» **Work to complete**
Please quote exactly the lines below from the line containing "let n = members.len();" to the line containing "let a = members[rng.random_range(0..n)];", both lines included, and nothing else.

» **Stored items**
* * * * * * *

//! Random graphs for demos and property tests.

use std::collections::HashSet;

use rand::Rng;
use rand::seq::SliceRandom;

use crate::error::Result;
use crate::graph::{Edge, Graph, Vertex, Weight};

/// A connected graph: a random spanning tree plus up to `extra_edges` more
/// edges between distinct, not yet adjacent pairs. Weights are uniform in
/// `1..=max_weight`.
pub fn random_connected<R: Rng + ?Sized>(
    rng: &mut R,
    vertices: usize,
    extra_edges: usize,
    max_weight: Weight,
) -> Result<Graph> {
    let order: Vec<Vertex> = (1..=vertices).collect();
    let mut builder = EdgeSet::default();
    component(rng, &order, extra_edges, max_weight, &mut builder);
    Graph::from_checked(vertices, builder.edges)
}

/// A graph whose components have exactly the given sizes, each one
/// internally connected. Components occupy consecutive vertex ranges,
/// shuffled so ids do not reveal the split.
pub fn random_forest<R: Rng + ?Sized>(
    rng: &mut R,
    sizes: &[usize],
    extra_edges: usize,
    max_weight: Weight,
) -> Result<Graph> {
    let vertices: usize = sizes.iter().sum();
    let mut ids: Vec<Vertex> = (1..=vertices).collect();
    ids.shuffle(rng);

    let mut builder = EdgeSet::default();
    let mut rest = ids.as_slice();
    for &size in sizes {
        let (members, tail) = rest.split_at(size);
        component(rng, members, extra_edges, max_weight, &mut builder);
        rest = tail;
    }
    Graph::from_checked(vertices, builder.edges)
}

fn component<R: Rng + ?Sized>(
    rng: &mut R,
    members: &[Vertex],
    extra_edges: usize,
    max_weight: Weight,
    out: &mut EdgeSet,
) {
    let max_weight = max_weight.max(1);
    for k in 1..members.len() {
        let anchor = members[rng.random_range(0..k)];
        out.insert(anchor, members[k], rng.random_range(1..=max_weight));
    }

    let n = members.len();
    let room = (n * n.saturating_sub(1) / 2).saturating_sub(n.saturating_sub(1));
    let wanted = extra_edges.min(room);
    // Random probing stalls on dense targets; cap the attempts.
    let mut added = 0;
    let mut attempts = 0;
    while added < wanted && attempts < 32 * (wanted + 1) {
        attempts += 1;
        let a = members[rng.random_range(0..n)];
        let b = members[rng.random_range(0..n)];
        if a != b && out.insert(a, b, rng.random_range(1..=max_weight)) {
            added += 1;
        }
    }
}

#[derive(Default)]
struct EdgeSet {
    edges: Vec<Edge>,
    pairs: HashSet<(Vertex, Vertex)>,
}

impl EdgeSet {
    fn insert(&mut self, u: Vertex, v: Vertex, wgt: Weight) -> bool {
        if !self.pairs.insert((u.min(v), u.max(v))) {
            return false;
        }
        self.edges.push(Edge { u, v, wgt });
        true
    }
}
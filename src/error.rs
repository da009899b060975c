use std::path::PathBuf;

use thiserror::Error;

use crate::graph::Vertex;

pub type Result<T> = std::result::Result<T, GraphError>;

#[derive(Debug, Error)]
pub enum GraphError {
    #[error("malformed input{}: {reason}", .line.map(|l| format!(" on line {l}")).unwrap_or_default())]
    MalformedInput { line: Option<usize>, reason: String },

    #[error("source vertex {vertex} is outside 1..={vertices}")]
    InvalidSourceVertex { vertex: Vertex, vertices: usize },

    /// Only produced when a caller demands full coverage from a partial tree.
    #[error("graph is disconnected: a spanning tree needs {required} edges, found {accepted}")]
    Disconnected { accepted: usize, required: usize },

    #[error(transparent)]
    Heap(#[from] HeapError),

    #[error("cannot read {}", path.display())]
    Io {
        path: PathBuf,
        #[source]
        source: std::io::Error,
    },
}

impl GraphError {
    pub(crate) fn malformed(line: Option<usize>, reason: impl Into<String>) -> Self {
        GraphError::MalformedInput {
            line,
            reason: reason.into(),
        }
    }
}

/// Contract violations of [`crate::heap::IndexedMinHeap`].
#[derive(Debug, Clone, Copy, PartialEq, Eq, Error)]
pub enum HeapError {
    #[error("remove_min called on an empty heap")]
    Underflow,
    #[error("heap is full (capacity {capacity})")]
    Overflow { capacity: usize },
    #[error("vertex {vertex} is outside the heap domain 1..={capacity}")]
    OutOfRange { vertex: Vertex, capacity: usize },
    #[error("vertex {0} is already queued")]
    AlreadyQueued(Vertex),
    #[error("vertex {0} is not queued")]
    NotQueued(Vertex),
}
use std::fs::File;
use std::io::{self, BufRead, Write};
use std::path::PathBuf;
use std::sync::Mutex;

use clap::Parser;
use color_eyre::eyre::{Result, WrapErr, eyre};
use graph_lists::{Graph, Vertex, generate, parse, render};
use rand::rngs::StdRng;
use rand::{Rng, SeedableRng};
use tracing::info;
use tracing_subscriber::EnvFilter;

use crate::app::App;

mod app;
mod menu;

/// Minimum spanning trees, shortest paths and traversals over a weighted
/// undirected graph.
#[derive(Parser, Debug)]
#[command(name = "graph_lists", version)]
struct Cli {
    /// Graph file: a `<V> <E>` header followed by E lines of `u v w`
    file: Option<PathBuf>,

    /// Source vertex for Prim, Dijkstra and the traversals (1-based)
    #[arg(short, long)]
    source: Option<Vertex>,

    /// Print every report to stdout instead of starting the terminal UI
    #[arg(long)]
    plain: bool,

    /// Generate a random connected graph with this many vertices
    #[arg(long, value_name = "V", conflicts_with = "file")]
    random: Option<usize>,

    /// Edges added on top of the random spanning tree
    #[arg(long, default_value_t = 0)]
    extra_edges: usize,

    /// Largest weight drawn for random edges
    #[arg(long, default_value_t = 9)]
    max_weight: u64,

    /// Seed for the random graph
    #[arg(long, requires = "random")]
    seed: Option<u64>,

    /// Write logs here (the terminal UI discards them otherwise)
    #[arg(long)]
    log_file: Option<PathBuf>,
}

fn main() -> Result<()> {
    color_eyre::install()?;
    let cli = Cli::parse();
    init_tracing(&cli)?;

    let graph = load(&cli)?;
    let source = match cli.source {
        Some(s) => s,
        None => prompt("Enter the source vertex: ")?
            .parse()
            .wrap_err("source vertex must be a positive integer")?,
    };
    graph.check_source(source)?;

    if cli.plain {
        return print_reports(&graph, source);
    }

    let mut terminal = ratatui::init();
    let result = App::new(graph, source).run(&mut terminal);
    ratatui::restore();
    result
}

fn init_tracing(cli: &Cli) -> Result<()> {
    let filter = EnvFilter::try_from_default_env().unwrap_or_else(|_| EnvFilter::new("warn"));
    if let Some(path) = &cli.log_file {
        let file = File::create(path)
            .wrap_err_with(|| format!("cannot create log file {}", path.display()))?;
        tracing_subscriber::fmt()
            .with_env_filter(filter)
            .with_ansi(false)
            .with_writer(Mutex::new(file))
            .init();
    } else if cli.plain {
        tracing_subscriber::fmt()
            .with_env_filter(filter)
            .with_writer(io::stderr)
            .init();
    }
    Ok(())
}

fn load(cli: &Cli) -> Result<Graph> {
    if let Some(vertices) = cli.random {
        let seed = cli.seed.unwrap_or_else(|| rand::rng().random());
        info!(seed, vertices, extra_edges = cli.extra_edges, "generating random graph");
        let mut rng = StdRng::seed_from_u64(seed);
        let graph =
            generate::random_connected(&mut rng, vertices, cli.extra_edges, cli.max_weight)?;
        return Ok(graph);
    }

    let path = match &cli.file {
        Some(path) => path.clone(),
        None => PathBuf::from(prompt("Enter the source graph file: ")?),
    };
    let graph = parse::load_graph(&path)?;
    Ok(graph)
}

fn prompt(question: &str) -> Result<String> {
    print!("{question}");
    io::stdout().flush()?;
    let mut answer = String::new();
    io::stdin().lock().read_line(&mut answer)?;
    let answer = answer.trim();
    if answer.is_empty() {
        return Err(eyre!("no answer given"));
    }
    Ok(answer.to_string())
}

fn print_reports(graph: &Graph, source: Vertex) -> Result<()> {
    let sections = [
        render::adjacency(graph),
        render::prim(&graph.prim(source)?),
        render::kruskal(&graph.kruskal()),
        render::dijkstra(&graph.dijkstra(source)?),
        render::dfs(&graph.dfs(source)?),
        render::bfs(&graph.bfs(source)?),
    ];
    let mut out = io::stdout().lock();
    for section in sections {
        for line in section {
            writeln!(out, "{line}")?;
        }
        writeln!(out)?;
    }
    Ok(())
}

* * * * * * *

» **Response area**
    let n = members.len();
    let room = (n * n.saturating_sub(1) / 2).saturating_sub(n.saturating_sub(1));
    let wanted = extra_edges.min(room);
    // Random probing stalls on dense targets; cap the attempts.
    let mut added = 0;
    let mut attempts = 0;
    while added < wanted && attempts < 32 * (wanted + 1) {
        attempts += 1;
        let a = members[rng.random_range(0..n)];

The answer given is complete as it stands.